1. Technical Field
The present invention relates to a wireless local area network (WLAN) network and a channel selection method of a WLAN station, and more particularly to a channel selection method of a WLAN station in which a station entering a WLAN service area determines an access channel in consideration of the load of each service channel provided from at least one access point (AP).
2. Related Art
A wireless local area network (WLAN) is also referred to as Wi-Fi, meaning that it makes the wireless network convenient to use like a Hi-Fi audio component. Personal digital assistants (PDAs) or notebook computers can use very high speed Internet within a specific area about an access point (AP). In this case, the PDAs or notebook computers do not require a telephone line or a private line because they use radio frequency, but they require a WLAN card.
Although the WLAN was initially industrialized in the late 1980s by wireless appliance manufacturers such as Proxim, Symbol and so on, it could not have become generalized because many types of formats there of were jumbled up. However, it has developed rapidly after the Wireless Ethernet Capability Alliance (WECA), which was changed into WiFi in 2002, assigned WiFi authentication in September 1999 to products compatible with a standard, IEEE 802.11b, that the WECA had proposed. It was introduced into the Republic Of Korea in 2000, and has been activated in universities and companies.
IEEE 802.11 WLAN initially supported a data transfer rate of 2 Mbps using 2.4 GHz band, but with the determination of a physical layer standard for IEEE 802.11b and IEEE 802.11a in 1999, IEEE 801.11b supported a data transfer rate of 11 Mbps in the 2.4 GHz band and IEEE 802.11a supported a data transfer rate of 54 Mbps in the 5 GHz band. In particular, IEEE 802.11a adopted Orthogonal Frequency Division Multiplexing (OFDM) with 52 sub-carriers in order to obtain a high transfer rate, so that it had a strong advantage against multi-route interference because of simple equalization. Then, IEEE 802.11g as a high speed transfer standard for 2.4 GHz band was completed, and it adopted a Complementary Code Keying-OFDM (CCK-OFDM) as a compulsory transfer manner for interoperating with the IEEE 802.1b.
There are two modes of configuring WLAN. One is an ad-hoc mode, and the other is an infrastructure mode. The ad-hoc mode is a mode in which a local area network (LAN) is configured by wireless appliances only without a central controller or access points. The respective wireless appliances communicate directly with other appliances without a central controller. This is advantageous in the case where there is no need for microcomputers to be gathered together at one place in order to communicate with other networks.
Conversely, the infrastructure mode is one in which access points (APs) are configured to expand the existing cable LAN into a wireless device. The APs function as a central controller of the WLAN by connecting the wire and WLANs together. The APs control transmitting and receiving between the plurality of wireless devices within a specified area. Even in the case of a hot spot environment, wherein many users gather in crowds within a restricted space, the infrastructure mode is mostly adopted as a base mode. In the infrastructure mode for 802.11 WLAN communications, a station (laptop, smart device, and so on) first checks the connectable AP and network in such a way that it monitors a ‘beacon’ frame which generates a signal by which the AP reports its existence, or it probes a specified network using a ‘probe’ frame.
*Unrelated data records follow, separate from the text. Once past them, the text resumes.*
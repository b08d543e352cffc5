//! Property-based tests for illium-core using proptest
//!
//! These tests verify invariants that should hold for all valid inputs.

use illium_core::{
    keys::{compressed_to_full, is_on_curve, private_to_public, secret_key_from_seed},
    signing::{sign, verify},
    MessageHash, Signature,
};
use proptest::prelude::*;

// ============================================
// Strategies
// ============================================

fn arb_seed() -> impl Strategy<Value = [u8; 32]> {
    any::<[u8; 32]>()
}

fn arb_digest() -> impl Strategy<Value = MessageHash> {
    any::<[u8; 32]>().prop_map(MessageHash::new)
}

// ============================================
// Key engine
// ============================================

proptest! {
    #![proptest_config(ProptestConfig::with_cases(64))]

    #[test]
    fn seed_derivation_is_deterministic(seed in arb_seed()) {
        let a = secret_key_from_seed(&seed).unwrap();
        let b = secret_key_from_seed(&seed).unwrap();
        prop_assert_eq!(a, b);
    }

    #[test]
    fn decompressed_point_is_on_curve(seed in arb_seed()) {
        let sk = secret_key_from_seed(&seed).unwrap();
        let pk = private_to_public(&sk).unwrap();
        let full = compressed_to_full(&pk).unwrap();
        prop_assert!(is_on_curve(&full));
        prop_assert_eq!(&pk.as_bytes()[1..], &full.x[..]);
    }

    #[test]
    fn seeds_of_wrong_length_are_rejected(len in 0usize..64) {
        prop_assume!(len != 32);
        let seed = vec![1u8; len];
        prop_assert!(secret_key_from_seed(&seed).is_err());
    }
}

// ============================================
// Signature engine
// ============================================

proptest! {
    #![proptest_config(ProptestConfig::with_cases(32))]

    #[test]
    fn signatures_verify_under_signer_key(seed in arb_seed(), digest in arb_digest()) {
        let sk = secret_key_from_seed(&seed).unwrap();
        let pk = private_to_public(&sk).unwrap();
        let sig = sign(&sk, &digest).unwrap();
        prop_assert!(verify(&pk, &digest, &sig));
    }

    #[test]
    fn signatures_fail_under_other_key(
        seed1 in arb_seed(),
        seed2 in arb_seed(),
        digest in arb_digest(),
    ) {
        prop_assume!(seed1 != seed2);
        let k1 = secret_key_from_seed(&seed1).unwrap();
        let k2 = secret_key_from_seed(&seed2).unwrap();
        let sig = sign(&k2, &digest).unwrap();
        prop_assert!(!verify(&private_to_public(&k1).unwrap(), &digest, &sig));
    }

    #[test]
    fn verify_never_panics_on_garbage(
        seed in arb_seed(),
        digest in arb_digest(),
        r in any::<[u8; 32]>(),
        s in any::<[u8; 32]>(),
    ) {
        let pk = private_to_public(&secret_key_from_seed(&seed).unwrap()).unwrap();
        // Random scalars verify only with negligible probability
        prop_assert!(!verify(&pk, &digest, &Signature::new(r, s)));
    }
}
A channel selection algorithm scans a given channel set from its lowest channel to its highest channel in such a manner that it selects the fastest channel which is now serviced by an AP, or the channel with the highest received signal strength indication (RSSI) by scanning all of the channels. This procedure is implemented whenever a new station has access, and continues until the number of stations exceeds the maximum number that one AP can control, so that the corresponding station cannot control more stations. In this case, the next access station is brought over to the AP which services the next channel.
The network load or traffic between APs should be maintained properly in order to provide services to as many stations as possible, and to maintain good service quality as well. To this end, it is required that the mobile station select the AP with least load before it actually has access to the WLAN system. However, as seen before, it is difficult for the presently used algorithm to realize this.
Thus, there is a need for a channel selection method which can properly distribute a network load over the respective APs, and which can provide good service quality as well.